» YOUR TASK: Your answer should be the records, restated word for word.

» DATA EXTRACT:
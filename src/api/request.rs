//! API request helpers

use axum::extract::FromRequest;
use axum::extract::FromRequestParts;
use axum::extract::Json;
use axum::extract::Path;
use axum::extract::Query;
use axum::extract::Request;
use axum::extract::rejection::JsonRejection;
use axum::extract::rejection::PathRejection;
use axum::extract::rejection::QueryRejection;
use axum::http::request::Parts;
use serde::de::DeserializeOwned;

use super::Error;

/// Trim a note name and make sure something is left
pub fn parse_name(name: &str) -> Result<String, Error> {
    let name = name.trim();

    if name.is_empty() {
        return Err(Error::bad_request("Name can not be empty"));
    }

    Ok(name.to_string())
}

fn parse_json<J>(json: Result<Json<J>, JsonRejection>) -> Result<J, Error> {
    match json {
        Ok(Json(json)) => Ok(json),
        Err(err) => match err {
            JsonRejection::JsonDataError(err) => {
                Err(Error::bad_request("Data error").with_description(err))
            }
            JsonRejection::JsonSyntaxError(err) => {
                let description = std::error::Error::source(&err)
                    .map_or_else(|| err.body_text(), ToString::to_string);

                Err(Error::bad_request("JSON syntax error").with_description(description))
            }
            JsonRejection::MissingJsonContentType(_err) => Err(Error::bad_request(
                "Missing `application/json` content type",
            )),
            JsonRejection::BytesRejection(err) => {
                Err(Error::bad_request("Invalid characters in JSON").with_description(err))
            }
            err => Err(Error::bad_request("Unknown JSON error").with_description(err)),
        },
    }
}

/// Wrapper for the JSON extractor
pub struct Form<F>(pub F);

impl<S, F> FromRequest<S> for Form<F>
where
    S: Send + Sync,
    F: DeserializeOwned,
{
    type Rejection = Error;

    async fn from_request(req: Request, state: &S) -> Result<Self, Self::Rejection> {
        let json = Json::<F>::from_request(req, state).await;

        parse_json(json).map(Form)
    }
}

fn parse_path<P>(path: Result<Path<P>, PathRejection>) -> Result<P, Error> {
    match path {
        Ok(Path(path)) => Ok(path),
        Err(err) => match err {
            PathRejection::FailedToDeserializePathParams(err) => {
                Err(Error::bad_request("Invalid path parameter").with_description(err))
            }
            PathRejection::MissingPathParams(err) => {
                Err(Error::bad_request("Missing path parameter").with_description(err))
            }
            err => Err(Error::bad_request("Unknown path error").with_description(err)),
        },
    }
}

/// Wrapper for the path extractor
pub struct PathParameters<P>(pub P);

impl<S, P> FromRequestParts<S> for PathParameters<P>
where
    S: Send + Sync,
    P: DeserializeOwned + Send,
{
    type Rejection = Error;

    async fn from_request_parts(parts: &mut Parts, state: &S) -> Result<Self, Self::Rejection> {
        let path = Path::<P>::from_request_parts(parts, state).await;

        parse_path(path).map(PathParameters)
    }
}

fn parse_query<Q>(query: Result<Query<Q>, QueryRejection>) -> Result<Q, Error> {
    match query {
        Ok(Query(query)) => Ok(query),
        Err(err) => match err {
            QueryRejection::FailedToDeserializeQueryString(err) => {
                Err(Error::bad_request("Invalid query parameter").with_description(err.body_text()))
            }
            err => Err(Error::bad_request("Unknown query error").with_description(err)),
        },
    }
}

/// Wrapper for the query string extractor
pub struct QueryParameters<Q>(pub Q);

impl<S, Q> FromRequestParts<S> for QueryParameters<Q>
where
    S: Send + Sync,
    Q: DeserializeOwned,
{
    type Rejection = Error;

    async fn from_request_parts(parts: &mut Parts, state: &S) -> Result<Self, Self::Rejection> {
        let query = Query::<Q>::from_request_parts(parts, state).await;

        parse_query(query).map(QueryParameters)
    }
}
use std::env::var;

/// Get the value of ENV var, or a default
///
/// Only when:
/// - It is set
/// - It is not empty
pub fn env_var_or_else<F>(var_name: &'static str, or_else: F) -> String
where
    F: FnOnce() -> String,
{
    match var(var_name) {
        Ok(value) if !value.is_empty() => value,
        _ => or_else(),
    }
}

» PROBLEM SOLUTION:
filename src/api/request.rs
//! API request helpers

use axum::extract::FromRequest;
use axum::extract::FromRequestParts;
use axum::extract::Json;
use axum::extract::Path;
use axum::extract::Query;
use axum::extract::Request;
use axum::extract::rejection::JsonRejection;
use axum::extract::rejection::PathRejection;
use axum::extract::rejection::QueryRejection;
use axum::http::request::Parts;
use serde::de::DeserializeOwned;

use super::Error;

/// Trim a note name and make sure something is left
pub fn parse_name(name: &str) -> Result<String, Error> {
    let name = name.trim();

    if name.is_empty() {
        return Err(Error::bad_request("Name can not be empty"));
    }

    Ok(name.to_string())
}

fn parse_json<J>(json: Result<Json<J>, JsonRejection>) -> Result<J, Error> {
    match json {
        Ok(Json(json)) => Ok(json),
        Err(err) => match err {
            JsonRejection::JsonDataError(err) => {
                Err(Error::bad_request("Data error").with_description(err))
            }
            JsonRejection::JsonSyntaxError(err) => {
                let description = std::error::Error::source(&err)
                    .map_or_else(|| err.body_text(), ToString::to_string);

                Err(Error::bad_request("JSON syntax error").with_description(description))
            }
            JsonRejection::MissingJsonContentType(_err) => Err(Error::bad_request(
                "Missing `application/json` content type",
            )),
            JsonRejection::BytesRejection(err) => {
                Err(Error::bad_request("Invalid characters in JSON").with_description(err))
            }
            err => Err(Error::bad_request("Unknown JSON error").with_description(err)),
        },
    }
}

/// Wrapper for the JSON extractor
pub struct Form<F>(pub F);

impl<S, F> FromRequest<S> for Form<F>
where
    S: Send + Sync,
    F: DeserializeOwned,
{
    type Rejection = Error;

    async fn from_request(req: Request, state: &S) -> Result<Self, Self::Rejection> {
        let json = Json::<F>::from_request(req, state).await;

        parse_json(json).map(Form)
    }
}

fn parse_path<P>(path: Result<Path<P>, PathRejection>) -> Result<P, Error> {
    match path {
        Ok(Path(path)) => Ok(path),
        Err(err) => match err {
            PathRejection::FailedToDeserializePathParams(err) => {
                Err(Error::bad_request("Invalid path parameter").with_description(err))
            }
            PathRejection::MissingPathParams(err) => {
                Err(Error::bad_request("Missing path parameter").with_description(err))
            }
            err => Err(Error::bad_request("Unknown path error").with_description(err)),
        },
    }
}

/// Wrapper for the path extractor
pub struct PathParameters<P>(pub P);

impl<S, P> FromRequestParts<S> for PathParameters<P>
where
    S: Send + Sync,
    P: DeserializeOwned + Send,
{
    type Rejection = Error;

    async fn from_request_parts(parts: &mut Parts, state: &S) -> Result<Self, Self::Rejection> {
        let path = Path::<P>::from_request_parts(parts, state).await;

        parse_path(path).map(PathParameters)
    }
}

fn parse_query<Q>(query: Result<Query<Q>, QueryRejection>) -> Result<Q, Error> {
    match query {
        Ok(Query(query)) => Ok(query),
        Err(err) => match err {
            QueryRejection::FailedToDeserializeQueryString(err) => {
                Err(Error::bad_request("Invalid query parameter").with_description(err.body_text()))
            }
            err => Err(Error::bad_request("Unknown query error").with_description(err)),
        },
    }
}

/// Wrapper for the query string extractor
pub struct QueryParameters<Q>(pub Q);

impl<S, Q> FromRequestParts<S> for QueryParameters<Q>
where
    S: Send + Sync,
    Q: DeserializeOwned,
{
    type Rejection = Error;

    async fn from_request_parts(parts: &mut Parts, state: &S) -> Result<Self, Self::Rejection> {
        let query = Query::<Q>::from_request_parts(parts, state).await;

        parse_query(query).map(QueryParameters)
    }
}
use std::env::var;

/// Get the value of ENV var, or a default
///
/// Only when:
/// - It is set
/// - It is not empty
pub fn env_var_or_else<F>(var_name: &'static str, or_else: F) -> String
where
    F: FnOnce() -> String,
{
    match var(var_name) {
        Ok(value) if !value.is_empty() => value,
        _ => or_else(),
    }
}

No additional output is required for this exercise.